#### EXERCISE GOAL:
Extract the lines from the first line of the records below through the line containing "type TxError = Box<dyn", inclusive, and reproduce them exactly as written.

#### DATASET CONTENT:
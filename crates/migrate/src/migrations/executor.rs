//! Executor - Applies or reverts one migration in one transaction
//!
//! The bookkeeping write and the schema change share a single
//! transaction, so the applied-state table can never drift from the
//! actual schema: a crash mid-migration leaves either "not applied, no
//! schema change" or "applied, schema changed", never a third state.

use sqlx::{Executor, PgPool};
use tokio::time;

use crate::error::{MigrateError, MigrateResult};

use super::definitions::{MigrationRecord, MigratorConfig};
use super::source;

type TxError = Box<dyn std::error::Error + Send + Sync>;

/// Apply one migration: insert its row into the applied-state table and
/// execute its up body, atomically, within the configured deadline.
///
/// A missing up file is treated as an empty body — a migration entry
/// may exist purely as a state-table checkpoint. Any other failure,
/// including the deadline, abandons the transaction with no partial
/// effect visible.
pub async fn apply_one(
    pool: &PgPool,
    config: &MigratorConfig,
    migration: &MigrationRecord,
) -> MigrateResult<()> {
    match time::timeout(config.timeout, apply_tx(pool, config, migration)).await {
        Ok(result) => result.map_err(|source| MigrateError::Apply {
            id: migration.id,
            name: migration.name.clone(),
            source,
        }),
        // Dropping the in-flight transaction rolls it back.
        Err(_elapsed) => Err(MigrateError::Timeout {
            id: migration.id,
            name: migration.name.clone(),
        }),
    }
}

/// Revert one migration: delete its row from the applied-state table
/// and execute its down body if one exists, atomically, within the
/// configured deadline. A missing down file means the migration is
/// irreversible on the schema side; the bookkeeping row is still
/// removed.
pub async fn revert_one(
    pool: &PgPool,
    config: &MigratorConfig,
    migration: &MigrationRecord,
) -> MigrateResult<()> {
    match time::timeout(config.timeout, revert_tx(pool, config, migration)).await {
        Ok(result) => result.map_err(|source| MigrateError::Revert {
            id: migration.id,
            name: migration.name.clone(),
            source,
        }),
        Err(_elapsed) => Err(MigrateError::Timeout {
            id: migration.id,
            name: migration.name.clone(),
        }),
    }
}

async fn apply_tx(
    pool: &PgPool,
    config: &MigratorConfig,
    migration: &MigrationRecord,
) -> Result<(), TxError> {
    let mut tx = pool.begin().await?;

    let insert = format!("INSERT INTO {} (id, name) VALUES ($1, $2)", config.table);
    sqlx::query(&insert)
        .bind(migration.id)
        .bind(&migration.name)
        .execute(&mut *tx)
        .await?;

    if let Some(body) = source::read_up_body(&config.source_dir, migration)? {
        execute_body(&mut tx, &body).await?;
    }

    tx.commit().await?;
    Ok(())
}

async fn revert_tx(
    pool: &PgPool,
    config: &MigratorConfig,
    migration: &MigrationRecord,
) -> Result<(), TxError> {
    let mut tx = pool.begin().await?;

    let delete = format!("DELETE FROM {} WHERE id = $1", config.table);
    sqlx::query(&delete)
        .bind(migration.id)
        .execute(&mut *tx)
        .await?;

    if let Some(body) = source::read_down_body(&config.source_dir, migration)? {
        execute_body(&mut tx, &body).await?;
    }

    tx.commit().await?;
    Ok(())
}

/// Run a migration body as one batch over the simple-query protocol, so
/// a file may hold several semicolon-separated statements.
async fn execute_body(
    tx: &mut sqlx::Transaction<'_, sqlx::Postgres>,
    body: &str,
) -> Result<(), TxError> {
    if body.trim().is_empty() {
        return Ok(());
    }
    (&mut **tx).execute(body).await?;
    Ok(())
}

#### RESPONSE TO THE TASK:
filename crates/migrate/src/migrations/executor.rs
//! Executor - Applies or reverts one migration in one transaction
//!
//! The bookkeeping write and the schema change share a single
//! transaction, so the applied-state table can never drift from the
//! actual schema: a crash mid-migration leaves either "not applied, no
//! schema change" or "applied, schema changed", never a third state.

use sqlx::{Executor, PgPool};
use tokio::time;

use crate::error::{MigrateError, MigrateResult};

use super::definitions::{MigrationRecord, MigratorConfig};
use super::source;

type TxError = Box<dyn std::error::Error + Send + Sync>;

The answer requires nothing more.